Wenn Sie mehr über Grundlegendes zu Gruppentherapien lesen möchten, empfehlen wir folgende Literatur: Irvin D. Yalom (2015): Theorie und Praxis der Gruppenpsychotherapie (Leben Lernen, Bd. 66): Ein Lehrbuch. 66 Bände: Klett-Cotta.
Die bisherige Erfahrung zeigt außerdem, dass ein Trainerinnen-/Trainerteam aus zwei Personen mit mindestens einer erfahrenen Person zu empfehlen ist. Dabei kann zwischen der Sprecherinnen- bzw. Sprecherrolle nach der Hälfte des Trainings, also nach dem Austausch, abgewechselt werden. Ein Team ermöglicht es außerdem, die einzelnen Termine im Sinne einer Intervision noch einmal zu besprechen.
Neben der Erfahrung mit der Führung von Gruppen ist eine grundsätzlich positive Grundeinstellung gegenüber Computerspielen und sozialen Netzwerken hilfreich. Dabei ist es nicht notwendig, dass man diese Anwendungen selbst nutzt oder dass eine ausgeprägte Expertise bezüglich aktueller Spiele oder sozialen Netzwerken vorliegt. Es ist aber hilfreich, wenn zumindest oberflächliches Wissen besteht. Informationen lassen sich leicht im Internet beschaffen. Folgende Internetseiten sind zu empfehlen (Stand 2024):
-
www.spieleratgeber-nrw.de (auch als YouTube Kanal)
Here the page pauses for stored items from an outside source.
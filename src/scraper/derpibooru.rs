//! Scrapers for Derpibooru image pages and CDN links.
//!
//! Both scrapers resolve a URL to a numeric image id and ask a [`TagSource`] for
//! the comma-separated tag string of that image.

use super::{RuleChain, ScrapeError, Scraper, split_tags};
use async_trait::async_trait;
use reqwest::Client;
use serde::Deserialize;
use std::{sync::Arc, time::Duration};
use tracing::debug;
use url::Url;

pub const DIRECT_HOST: &str = "derpibooru.org";
pub const CDN_HOST: &str = "derpicdn.net";
pub const DEFAULT_BASE_URL: &str = "https://derpibooru.org";

/// Upstream image metadata lookup by numeric id.
#[async_trait]
pub trait TagSource: Send + Sync {
    /// Returns the raw comma-separated tag string of image `id`.
    async fn tags_for(&self, id: u64) -> Result<String, ScrapeError>;
}

/// [`TagSource`] backed by the Derpibooru JSON API.
#[derive(Debug, Clone)]
pub struct DerpibooruApi {
    client: Client,
    base_url: String,
    api_key: Option<String>,
}

#[derive(Debug, Deserialize)]
struct ImageResponse {
    tags: String,
}

impl DerpibooruApi {
    pub fn new(base_url: &str, api_key: Option<String>, timeout: Duration) -> Result<Self, ScrapeError> {
        let client = Client::builder()
            .timeout(timeout)
            .user_agent(crate::fetch::USER_AGENT)
            .build()?;

        Ok(Self::with_client(client, base_url, api_key))
    }

    pub fn with_client(client: Client, base_url: &str, api_key: Option<String>) -> Self {
        Self {
            client,
            base_url: base_url.trim_end_matches('/').to_string(),
            api_key,
        }
    }
}

#[async_trait]
impl TagSource for DerpibooruApi {
    async fn tags_for(&self, id: u64) -> Result<String, ScrapeError> {
        let mut request = self.client.get(format!("{}/{}.json", self.base_url, id));
        if let Some(key) = &self.api_key {
            request = request.query(&[("key", key)]);
        }

        let response = request.send().await?;
        let status = response.status();
        if !status.is_success() {
            return Err(ScrapeError::Upstream {
                status: status.as_u16(),
            });
        }

        let body: ImageResponse = response
            .json()
            .await
            .map_err(|e| ScrapeError::Malformed(e.to_string()))?;

        debug!(id, "fetched upstream tags");

        Ok(body.tags)
    }
}

fn host_is(url: &str, host: &str) -> bool {
    Url::parse(url)
        .ok()
        .and_then(|u| u.host_str().map(|h| h == host))
        .unwrap_or(false)
}

/// Handles `https://derpibooru.org/<id>` image pages.
#[derive(Clone)]
pub struct DirectScraper {
    source: Arc<dyn TagSource>,
}

impl DirectScraper {
    pub fn new(source: Arc<dyn TagSource>) -> Self {
        Self { source }
    }
}

#[async_trait]
impl Scraper for DirectScraper {
    fn valid(&self, url: &str) -> bool {
        host_is(url, DIRECT_HOST)
    }

    async fn scrape(&self, url: &str) -> Result<Vec<String>, ScrapeError> {
        let parsed = Url::parse(url)?;

        let id: u64 = parsed
            .path()
            .trim_start_matches('/')
            .parse()
            .map_err(|_| ScrapeError::NotApplicable)?;

        let raw = self.source.tags_for(id).await?;

        Ok(split_tags(&raw))
    }
}

/// Handles CDN links whose filename looks like `<id>__<slug>.<ext>`.
#[derive(Clone)]
pub struct CdnScraper {
    source: Arc<dyn TagSource>,
}

impl CdnScraper {
    pub fn new(source: Arc<dyn TagSource>) -> Self {
        Self { source }
    }
}

/// Extracts the image id from a CDN filename, if it has the expected shape.
fn cdn_image_id(filename: &str) -> Option<u64> {
    let parts: Vec<&str> = filename.split("__").collect();
    if parts.len() != 2 {
        return None;
    }

    parts[0].parse().ok()
}

#[async_trait]
impl Scraper for CdnScraper {
    fn valid(&self, url: &str) -> bool {
        host_is(url, CDN_HOST)
    }

    async fn scrape(&self, url: &str) -> Result<Vec<String>, ScrapeError> {
        let parsed = Url::parse(url)?;
        let filename = parsed.path().rsplit('/').next().unwrap_or_default();

        let id = cdn_image_id(filename).ok_or(ScrapeError::NotApplicable)?;

        let raw = self.source.tags_for(id).await?;

        Ok(split_tags(&raw))
    }
}

/// The Derpibooru scrapers in evaluation order: image pages, then CDN links.
pub fn rule_chain(source: Arc<dyn TagSource>) -> RuleChain {
    RuleChain::default()
        .with(DirectScraper::new(source.clone()))
        .with(CdnScraper::new(source))
}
Eine andere Möglichkeit ist es, sich Let's Play-Videos von bekannten Spielerinnen und Spielern anzuschauen oder Gaming-Zeitschriften wie PC Games, GameStar oder Games Aktuell zu lesen. Dabei muss man allerdings auch wissen, dass es kaum Information ohne Interessenkonflikte gibt. Die PC-Zeitschriften berichten im Interesse der Industrie, die genannten Seiten im Sinne der Suchtprävention.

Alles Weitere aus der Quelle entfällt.